» What needs to be done
Set down the complete data exactly as it appears below.

» Provided material

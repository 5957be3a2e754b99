//! Data exchanged with memory model callers.

use serde::Serialize;

/// Paging level of a 32-bit (non-PAE) two-level walk.
#[derive(Clone, Copy, Debug, PartialEq, Eq, Hash, Serialize)]
#[repr(u8)]
pub enum PagingLevel {
    /// Page table: 1024 entries of 4KB.
    Table = 1,
    /// Page directory: 1024 entries of 4MB.
    Directory = 2,
}

impl PagingLevel {
    /// Shift of the virtual address bits indexing this level.
    #[inline]
    pub fn shift(self) -> u32 {
        match self {
            PagingLevel::Table => 12,
            PagingLevel::Directory => 22,
        }
    }

    /// Index into this level's table for `va`.
    #[inline]
    pub fn index_of(self, va: u64) -> usize {
        ((va >> self.shift()) & 0x3ff) as usize
    }

    /// Mask of the in-page offset for a leaf mapped at this level.
    #[inline]
    pub fn offset_mask(self) -> u64 {
        (1u64 << self.shift()) - 1
    }

    /// 4KB pages covered by one leaf at this level.
    #[inline]
    pub fn page_count(self) -> u64 {
        1u64 << (self.shift() - 12)
    }

    pub fn as_u8(self) -> u8 {
        self as u8
    }
}

/// Canonical access flags of a region (the PTE write and user bits).
#[derive(Clone, Copy, Debug, Default, PartialEq, Eq, Hash, Serialize)]
pub struct PageFlags(pub u32);

impl PageFlags {
    pub const WRITE: u32 = 0x02;
    pub const USER: u32 = 0x04;
    pub const MASK: u32 = Self::WRITE | Self::USER;

    pub fn from_pte(pte: u32) -> Self {
        PageFlags(pte & Self::MASK)
    }

    pub fn is_writable(self) -> bool {
        self.0 & Self::WRITE != 0
    }

    pub fn is_user(self) -> bool {
        self.0 & Self::USER != 0
    }
}

/// A run of contiguous virtual pages sharing one set of flags.
#[derive(Clone, Copy, Debug, PartialEq, Eq, Serialize)]
pub struct MemoryRegion {
    pub va_base: u64,
    pub page_count: u64,
    pub flags: PageFlags,
    /// Pages in the run reconstructed from non-present (paged out or
    /// transition) entries.
    pub paged_out_pages: u32,
}

impl MemoryRegion {
    /// First virtual address past the region.
    pub fn va_end(&self) -> u64 {
        self.va_base + (self.page_count << 12)
    }
}

/// Merged region map of one process, ascending by virtual address.
#[derive(Clone, Debug, Default, PartialEq, Eq, Serialize)]
pub struct PteMap {
    regions: Vec<MemoryRegion>,
}

impl PteMap {
    pub fn new(regions: Vec<MemoryRegion>) -> Self {
        PteMap { regions }
    }

    pub fn regions(&self) -> &[MemoryRegion] {
        &self.regions
    }

    pub fn len(&self) -> usize {
        self.regions.len()
    }

    pub fn is_empty(&self) -> bool {
        self.regions.is_empty()
    }

    /// The region containing `va`, if any.
    pub fn find(&self, va: u64) -> Option<&MemoryRegion> {
        let index = self.regions.partition_point(|region| region.va_end() <= va);
        self.regions.get(index).filter(|region| region.va_base <= va)
    }
}

/// One unit of a batch translation, filled in place.
#[derive(Clone, Copy, Debug, Default, PartialEq, Eq, Serialize)]
pub struct TranslationRequest {
    pub va: u64,
    pub pa: u64,
    pub resolved: bool,
    /// No hardware mapping at the leaf level; `pte` holds the raw entry.
    pub paging: bool,
    pub pte: u32,
    /// Page table to consult in the next pass.
    pub pending_table: Option<u64>,
}

impl TranslationRequest {
    pub fn new(va: u64) -> Self {
        TranslationRequest {
            va,
            ..Default::default()
        }
    }
}

/// Compact attributes of an extended translation.
#[derive(Clone, Copy, Debug, Default, PartialEq, Eq, Hash, Serialize)]
pub struct AttributeFlags(pub u8);

impl AttributeFlags {
    pub const HARDWARE: u8 = 0x01;
    pub const WRITE: u8 = 0x02;
    pub const KERNEL: u8 = 0x04;

    pub fn is_hardware(self) -> bool {
        self.0 & Self::HARDWARE != 0
    }

    pub fn is_writable(self) -> bool {
        self.0 & Self::WRITE != 0
    }

    pub fn is_kernel(self) -> bool {
        self.0 & Self::KERNEL != 0
    }
}

/// One page of an extended-attributes translation.
#[derive(Clone, Copy, Debug, PartialEq, Eq, Serialize)]
pub struct ExtendedEntry {
    pub va: u64,
    pub pa: u64,
    pub flags: AttributeFlags,
    /// Last raw entry consulted, recorded whether or not it resolved.
    pub pte: u32,
    /// Level of `pte`, `None` until a table was consulted.
    pub level: Option<PagingLevel>,
}

impl ExtendedEntry {
    pub fn new(va: u64) -> Self {
        ExtendedEntry {
            va,
            pa: 0,
            flags: AttributeFlags::default(),
            pte: 0,
            level: None,
        }
    }
}

/// Memory model identifiers.
#[derive(Clone, Copy, Debug, Default, PartialEq, Eq, Hash, Serialize)]
pub enum MemoryModelType {
    #[default]
    Na,
    X86,
}

/// Per-level trace of one translation. Slot 0 holds the final physical
/// frame, slots 1 and 2 the table consulted at that level.
#[derive(Clone, Copy, Debug, Default, PartialEq, Eq, Serialize)]
pub struct Virt2PhysInformation {
    pub model: MemoryModelType,
    pub va: u64,
    pub pas: [u64; 3],
    pub indices: [u16; 3],
    pub ptes: [u32; 3],
}

impl Virt2PhysInformation {
    pub fn new(model: MemoryModelType, va: u64) -> Self {
        Virt2PhysInformation {
            model,
            va,
            ..Default::default()
        }
    }
}

/// Capped result list of a physical to virtual lookup.
#[derive(Clone, Debug, PartialEq, Eq, Serialize)]
pub struct Phys2VirtInformation {
    target: u64,
    max_results: usize,
    vas: Vec<u64>,
}

impl Phys2VirtInformation {
    pub fn new(target: u64, max_results: usize) -> Self {
        Phys2VirtInformation {
            target,
            max_results,
            vas: Vec::new(),
        }
    }

    pub fn target(&self) -> u64 {
        self.target
    }

    pub fn virtual_addresses(&self) -> &[u64] {
        &self.vas
    }

    pub fn len(&self) -> usize {
        self.vas.len()
    }

    pub fn is_empty(&self) -> bool {
        self.vas.is_empty()
    }

    pub fn is_full(&self) -> bool {
        self.vas.len() >= self.max_results
    }

    /// Append a result. Returns `false` once the cap is reached.
    pub(crate) fn push(&mut self, va: u64) -> bool {
        if !self.is_full() {
            self.vas.push(va);
        }
        !self.is_full()
    }
}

» Written solution
repository 5957be3a2e754b99
//! Data exchanged with memory model callers.

use serde::Serialize;

/// Paging level of a 32-bit (non-PAE) two-level walk.
#[derive(Clone, Copy, Debug, PartialEq, Eq, Hash, Serialize)]
#[repr(u8)]
pub enum PagingLevel {
    /// Page table: 1024 entries of 4KB.
    Table = 1,
    /// Page directory: 1024 entries of 4MB.
    Directory = 2,
}

impl PagingLevel {
    /// Shift of the virtual address bits indexing this level.
    #[inline]
    pub fn shift(self) -> u32 {
        match self {
            PagingLevel::Table => 12,
            PagingLevel::Directory => 22,
        }
    }

    /// Index into this level's table for `va`.
    #[inline]
    pub fn index_of(self, va: u64) -> usize {
        ((va >> self.shift()) & 0x3ff) as usize
    }

    /// Mask of the in-page offset for a leaf mapped at this level.
    #[inline]
    pub fn offset_mask(self) -> u64 {
        (1u64 << self.shift()) - 1
    }

    /// 4KB pages covered by one leaf at this level.
    #[inline]
    pub fn page_count(self) -> u64 {
        1u64 << (self.shift() - 12)
    }

    pub fn as_u8(self) -> u8 {
        self as u8
    }
}

/// Canonical access flags of a region (the PTE write and user bits).
#[derive(Clone, Copy, Debug, Default, PartialEq, Eq, Hash, Serialize)]
pub struct PageFlags(pub u32);

impl PageFlags {
    pub const WRITE: u32 = 0x02;
    pub const USER: u32 = 0x04;
    pub const MASK: u32 = Self::WRITE | Self::USER;

    pub fn from_pte(pte: u32) -> Self {
        PageFlags(pte & Self::MASK)
    }

    pub fn is_writable(self) -> bool {
        self.0 & Self::WRITE != 0
    }

    pub fn is_user(self) -> bool {
        self.0 & Self::USER != 0
    }
}

/// A run of contiguous virtual pages sharing one set of flags.
#[derive(Clone, Copy, Debug, PartialEq, Eq, Serialize)]
pub struct MemoryRegion {
    pub va_base: u64,
    pub page_count: u64,
    pub flags: PageFlags,
    /// Pages in the run reconstructed from non-present (paged out or
    /// transition) entries.
    pub paged_out_pages: u32,
}

impl MemoryRegion {
    /// First virtual address past the region.
    pub fn va_end(&self) -> u64 {
        self.va_base + (self.page_count << 12)
    }
}

/// Merged region map of one process, ascending by virtual address.
#[derive(Clone, Debug, Default, PartialEq, Eq, Serialize)]
pub struct PteMap {
    regions: Vec<MemoryRegion>,
}

impl PteMap {
    pub fn new(regions: Vec<MemoryRegion>) -> Self {
        PteMap { regions }
    }

    pub fn regions(&self) -> &[MemoryRegion] {
        &self.regions
    }

    pub fn len(&self) -> usize {
        self.regions.len()
    }

    pub fn is_empty(&self) -> bool {
        self.regions.is_empty()
    }

    /// The region containing `va`, if any.
    pub fn find(&self, va: u64) -> Option<&MemoryRegion> {
        let index = self.regions.partition_point(|region| region.va_end() <= va);
        self.regions.get(index).filter(|region| region.va_base <= va)
    }
}

/// One unit of a batch translation, filled in place.
#[derive(Clone, Copy, Debug, Default, PartialEq, Eq, Serialize)]
pub struct TranslationRequest {
    pub va: u64,
    pub pa: u64,
    pub resolved: bool,
    /// No hardware mapping at the leaf level; `pte` holds the raw entry.
    pub paging: bool,
    pub pte: u32,
    /// Page table to consult in the next pass.
    pub pending_table: Option<u64>,
}

impl TranslationRequest {
    pub fn new(va: u64) -> Self {
        TranslationRequest {
            va,
            ..Default::default()
        }
    }
}

/// Compact attributes of an extended translation.
#[derive(Clone, Copy, Debug, Default, PartialEq, Eq, Hash, Serialize)]
pub struct AttributeFlags(pub u8);

impl AttributeFlags {
    pub const HARDWARE: u8 = 0x01;
    pub const WRITE: u8 = 0x02;
    pub const KERNEL: u8 = 0x04;

    pub fn is_hardware(self) -> bool {
        self.0 & Self::HARDWARE != 0
    }

    pub fn is_writable(self) -> bool {
        self.0 & Self::WRITE != 0
    }

    pub fn is_kernel(self) -> bool {
        self.0 & Self::KERNEL != 0
    }
}

/// One page of an extended-attributes translation.
#[derive(Clone, Copy, Debug, PartialEq, Eq, Serialize)]
pub struct ExtendedEntry {
    pub va: u64,
    pub pa: u64,
    pub flags: AttributeFlags,
    /// Last raw entry consulted, recorded whether or not it resolved.
    pub pte: u32,
    /// Level of `pte`, `None` until a table was consulted.
    pub level: Option<PagingLevel>,
}

impl ExtendedEntry {
    pub fn new(va: u64) -> Self {
        ExtendedEntry {
            va,
            pa: 0,
            flags: AttributeFlags::default(),
            pte: 0,
            level: None,
        }
    }
}

/// Memory model identifiers.
#[derive(Clone, Copy, Debug, Default, PartialEq, Eq, Hash, Serialize)]
pub enum MemoryModelType {
    #[default]
    Na,
    X86,
}

/// Per-level trace of one translation. Slot 0 holds the final physical
/// frame, slots 1 and 2 the table consulted at that level.
#[derive(Clone, Copy, Debug, Default, PartialEq, Eq, Serialize)]
pub struct Virt2PhysInformation {
    pub model: MemoryModelType,
    pub va: u64,
    pub pas: [u64; 3],
    pub indices: [u16; 3],
    pub ptes: [u32; 3],
}

impl Virt2PhysInformation {
    pub fn new(model: MemoryModelType, va: u64) -> Self {
        Virt2PhysInformation {
            model,
            va,
            ..Default::default()
        }
    }
}

/// Capped result list of a physical to virtual lookup.
#[derive(Clone, Debug, PartialEq, Eq, Serialize)]
pub struct Phys2VirtInformation {
    target: u64,
    max_results: usize,
    vas: Vec<u64>,
}

impl Phys2VirtInformation {
    pub fn new(target: u64, max_results: usize) -> Self {
        Phys2VirtInformation {
            target,
            max_results,
            vas: Vec::new(),
        }
    }

    pub fn target(&self) -> u64 {
        self.target
    }

    pub fn virtual_addresses(&self) -> &[u64] {
        &self.vas
    }

    pub fn len(&self) -> usize {
        self.vas.len()
    }

    pub fn is_empty(&self) -> bool {
        self.vas.is_empty()
    }

    pub fn is_full(&self) -> bool {
        self.vas.len() >= self.max_results
    }

    /// Append a result. Returns `false` once the cap is reached.
    pub(crate) fn push(&mut self, va: u64) -> bool {
        if !self.is_full() {
            self.vas.push(va);
        }
        !self.is_full()
    }
}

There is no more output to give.